Why Are Deserts so Dry?

The low rainfall typical of deserts is more easily understood if one knows a little about the basics of global climate. Atmospheric thermodynamics is an extremely complicated field, but the basic rules are simple. First, hot air rises and cool air sinks. Second, rising air expands and cools, while sinking air compresses and becomes warmer. Third, warmer air can hold more water vapor than cooler air. These three natural phenomena plus the sun's heat determine where rain falls on the planet.

The sun shines almost vertically on the equatorial belt year round, but it shines on the polar regions at a shallow angle and only in the summer of each respective pole. There are two consequences. A beam of sunlight ten square feet (1 m2) shines on about ten square feet of Earth's surface at the equator at noon, but it covers more than twice that area near the poles. The sun's light and heat are thus less concentrated at higher latitudes. In addition, at the equator the sunlight travels straight down through the atmosphere, but near the poles it travels through much more air where more of the light is reflected, absorbed, or scattered and less reaches the ground. This is why the equator is hot and the poles are cold.

Because of the great quantity of heat delivered to the equatorial belt, it is a zone of warm, rising air. It absorbs much water vapor from the oceans and land vegetation. As this air rises it cools. Eventually it reaches saturation (dewpoint temperature) and water vapor condenses into clouds and often falls as rain. So the equatorial region is both hot and wet.

The equatorial air rises, then spreads horizontally at high elevations to the north and south.

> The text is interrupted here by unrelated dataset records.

//! Semantic validation of a parsed map document.
//!
//! Structural correctness (keys, types) is already enforced by typed
//! deserialization in [`crate::input`]. This module checks what the schema
//! cannot express:
//!
//! - latitude within [-90, 90], longitude within [-180, 180]
//! - coordinate pairs unique across the document
//!
//! All violations are marker-scoped: the message leads with the offending
//! marker's coordinate pair so the user can find it in a long document.
//! Downstream stages assume validation has passed and do not re-check.

use crate::input::MapDocument;
use std::collections::HashSet;
use thiserror::Error;

#[derive(Error, Debug)]
pub enum ValidateError {
    #[error("marker ({0}, {1}): latitude out of range, must be within -90..90")]
    LatitudeRange(f64, f64),
    #[error("marker ({0}, {1}): longitude out of range, must be within -180..180")]
    LongitudeRange(f64, f64),
    #[error("marker ({0}, {1}): duplicate coordinates")]
    DuplicateCoordinates(f64, f64),
}

pub fn validate(doc: &MapDocument) -> Result<(), ValidateError> {
    let mut seen: HashSet<(u64, u64)> = HashSet::with_capacity(doc.markers.len());

    for marker in &doc.markers {
        let (lat, lng) = (marker.latitude, marker.longitude);
        if !(-90.0..=90.0).contains(&lat) {
            return Err(ValidateError::LatitudeRange(lat, lng));
        }
        if !(-180.0..=180.0).contains(&lng) {
            return Err(ValidateError::LongitudeRange(lat, lng));
        }
        // Bit-exact identity: markers count as duplicates only when their
        // written coordinates match exactly.
        if !seen.insert((lat.to_bits(), lng.to_bits())) {
            return Err(ValidateError::DuplicateCoordinates(lat, lng));
        }
    }

    Ok(())
}

#[cfg(test)]
mod tests {
    use super::*;
    use crate::input::parse;

    fn doc_with_coords(coords: &[(f64, f64)]) -> MapDocument {
        let mut yaml = String::from("markers:\n");
        for (lat, lng) in coords {
            yaml.push_str(&format!("  - latitude: {lat}\n    longitude: {lng}\n"));
        }
        parse(&yaml).unwrap()
    }

    #[test]
    fn accepts_valid_markers() {
        let doc = doc_with_coords(&[(0.0, 0.0), (-90.0, 180.0), (90.0, -180.0)]);
        assert!(validate(&doc).is_ok());
    }

    #[test]
    fn accepts_empty_document() {
        assert!(validate(&MapDocument::default()).is_ok());
    }

    #[test]
    fn rejects_latitude_above_range() {
        let doc = doc_with_coords(&[(91.0, 10.0)]);
        let err = validate(&doc).unwrap_err();
        assert!(matches!(err, ValidateError::LatitudeRange(lat, _) if lat == 91.0));
        assert!(err.to_string().contains("(91, 10)"));
    }

    #[test]
    fn rejects_longitude_below_range() {
        let doc = doc_with_coords(&[(10.0, -180.5)]);
        assert!(matches!(
            validate(&doc).unwrap_err(),
            ValidateError::LongitudeRange(_, _)
        ));
    }

    #[test]
    fn rejects_duplicate_coordinates() {
        let doc = doc_with_coords(&[(1.0, 2.0), (3.0, 4.0), (1.0, 2.0)]);
        let err = validate(&doc).unwrap_err();
        assert!(matches!(
            err,
            ValidateError::DuplicateCoordinates(lat, lng) if lat == 1.0 && lng == 2.0
        ));
        assert!(err.to_string().starts_with("marker (1, 2)"));
    }

    #[test]
    fn range_check_runs_before_duplicate_check() {
        let doc = doc_with_coords(&[(200.0, 0.0), (200.0, 0.0)]);
        assert!(matches!(
            validate(&doc).unwrap_err(),
            ValidateError::LatitudeRange(_, _)
        ));
    }
}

Eventually the now cool air sinks and flows along the surface to replace the rising air at the equator, forming a circulation cell. It tends to sink at about 30° north and 30° south latitude. (These two zones were called the "horse latitudes" by mariners. Before motorpower, sailing vessels could get becalmed in these latitudes for weeks at a time. To reserve precious water for themselves, the crew threw horses and other livestock overboard; other ships would encounter the floating carcasses.) As the air sinks it warms by compression, and because there is no source of evaporating water, it becomes drier with increasing temperature. Not only can sinking air not produce rain, but when it reaches the ground it absorbs water from the soil and vegetation, creating even more arid conditions.

The horse latitude zones of sinking air are not continuous belts. The combination of the Earth's rotation and the interaction between land masses and oceans creates stable high pressure zones (sinking air) over the oceans west of the continents. The resulting aridity is reinforced by the cold ocean currents that also occur on western coasts at this latitude; the cold water further inhibits the potential for rising air currents that are necessary to make rain. Thus on the west edge of every large land mass there is a hyperarid area near 30° latitude called a horse latitude desert. Despite the proximity of the oceans, the high pressure zone is so strong over the Atacama and Sahara deserts that decades may pass without rain.

Illustration of the World - projected
Deserts of the world (white areas). Horse latitude deserts are those on the western edges of all the continents near 30° north and south latitude. The rest are rain shadow deserts. The difference between the two types can be seen in South America, where the Andes Mountains stretch the entire length of the continent near the west coast. North of 30° the trade winds blow from the northeast, causing a rain shadow desert on the west or coastal side of the Andes. South of 30° the easterlies blow onshore and the rain shadow desert is on the eastern, inland, side of the Andes. Near the 30th parallel there is no prevailing wind; the stable high pressure zone creates horse latitude deserts on both sides of the Andes Mountains.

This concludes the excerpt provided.